Concomitantemente, regista-se, muitas vezes, diminuição da capacidade cognitiva, dificuldades no autocuidado e na autogestão das doenças, com consequente diminuição da adesão à terapêutica e descompensação de outras doenças crónicas.

Sabemos que o confinamento nos idosos é fundamental e que, pelo menos até estarem protegidos por uma vacina, é a melhor solução que se lhes pode oferecer, neste contexto pandémico. Mas temos de evitar que a boa solução seja o seu maior problema. Com o confinamento, muitos idosos nunca mais vão voltar aos níveis de funcionalidade que tinham antes da pandemia. Se o confinamento permitirá que a maioria sobreviva a esta crise, temos de tomar medidas para que os anos de vida ganhos sejam vividos com qualidade e autonomia.

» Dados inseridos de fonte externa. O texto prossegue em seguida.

//! Spans opened by the public token and dispatch entry points.
//!
//! Every span is named `wechat_enterprise.flow`. Its `flow` field holds the [`FlowKind`] label
//! and `stage` the entry point that opened it. `scope` shows the corp id with a secret
//! fingerprint prefix; tokens and secrets never reach a span.

// self
use crate::{_prelude::*, auth::CredentialScope, obs::FlowKind};

/// Type alias that resolves to an instrumented future when tracing is enabled.
#[cfg(feature = "tracing")]
pub type InstrumentedFlow<F> = tracing::instrument::Instrumented<F>;
/// Passthrough future type when tracing is disabled.
#[cfg(not(feature = "tracing"))]
pub type InstrumentedFlow<F> = F;

/// Entry point that opened a flow span.
#[derive(Clone, Copy, Debug, PartialEq, Eq, Hash)]
pub enum FlowStage {
	/// `TokenManager::ensure_fresh` found no fresh credential.
	EnsureFresh,
	/// `TokenManager::force_refresh`.
	ForceRefresh,
	/// `RequestMediator::dispatch`.
	Dispatch,
	/// The `gettoken` exchange issued by a supplier.
	GetToken,
}
impl FlowStage {
	/// Flow this stage belongs to.
	pub const fn kind(self) -> FlowKind {
		match self {
			FlowStage::EnsureFresh => FlowKind::Refresh,
			FlowStage::ForceRefresh => FlowKind::ForcedRefresh,
			FlowStage::Dispatch => FlowKind::Dispatch,
			FlowStage::GetToken => FlowKind::Supply,
		}
	}

	/// Returns the `stage` field value.
	pub const fn as_str(self) -> &'static str {
		match self {
			FlowStage::EnsureFresh => "ensure_fresh",
			FlowStage::ForceRefresh => "force_refresh",
			FlowStage::Dispatch => "dispatch",
			FlowStage::GetToken => "gettoken",
		}
	}
}

/// Span covering one stage of a token or dispatch flow.
#[derive(Clone, Debug)]
pub struct FlowSpan {
	#[cfg(feature = "tracing")]
	span: tracing::Span,
}
impl FlowSpan {
	/// Opens the span for `stage` on behalf of `scope`.
	pub fn new(stage: FlowStage, scope: &CredentialScope) -> Self {
		#[cfg(feature = "tracing")]
		{
			let span = tracing::info_span!(
				"wechat_enterprise.flow",
				flow = stage.kind().as_str(),
				stage = stage.as_str(),
				scope = %scope
			);

			Self { span }
		}
		#[cfg(not(feature = "tracing"))]
		{
			let _ = (stage, scope);

			Self {}
		}
	}

	/// Runs `fut` inside the span without holding a guard across `.await` points.
	pub fn instrument<Fut>(&self, fut: Fut) -> InstrumentedFlow<Fut>
	where
		Fut: Future,
	{
		#[cfg(feature = "tracing")]
		{
			use tracing::Instrument;

			fut.instrument(self.span.clone())
		}
		#[cfg(not(feature = "tracing"))]
		{
			fut
		}
	}
}
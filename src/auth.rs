//! Corp identity, credential scope, and access-token value types.

pub mod corp;
pub mod credential;
pub mod id;
pub mod secret;

pub use corp::*;
pub use credential::*;
pub use id::*;
pub use secret::*;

Nós todos, enquanto sociedade, devemos agir e promover a saúde, a qualidade de vida e a independência dos idosos. Temos de encontrar estratégias para diminuir a solidão, mantendo o distanciamento social e a segurança. Promover bons níveis de higiene, nutrição, atividade física e treino cognitivo. Apoiar o controlo das suas doenças crónicas, através de uma cooperação estreita e eficiente, entre os setores público, privado e social da Saúde, com recurso a consultas presenciais ou a distância e ao envio eletrónico das receitas e de exames complementares de diagnóstico necessários.

Tudo isto é o mínimo que podemos fazer para evitar que o confinamento dos nossos idosos nos traga uma incontrolável vaga de ainda maior sofrimento pessoal, familiar e social.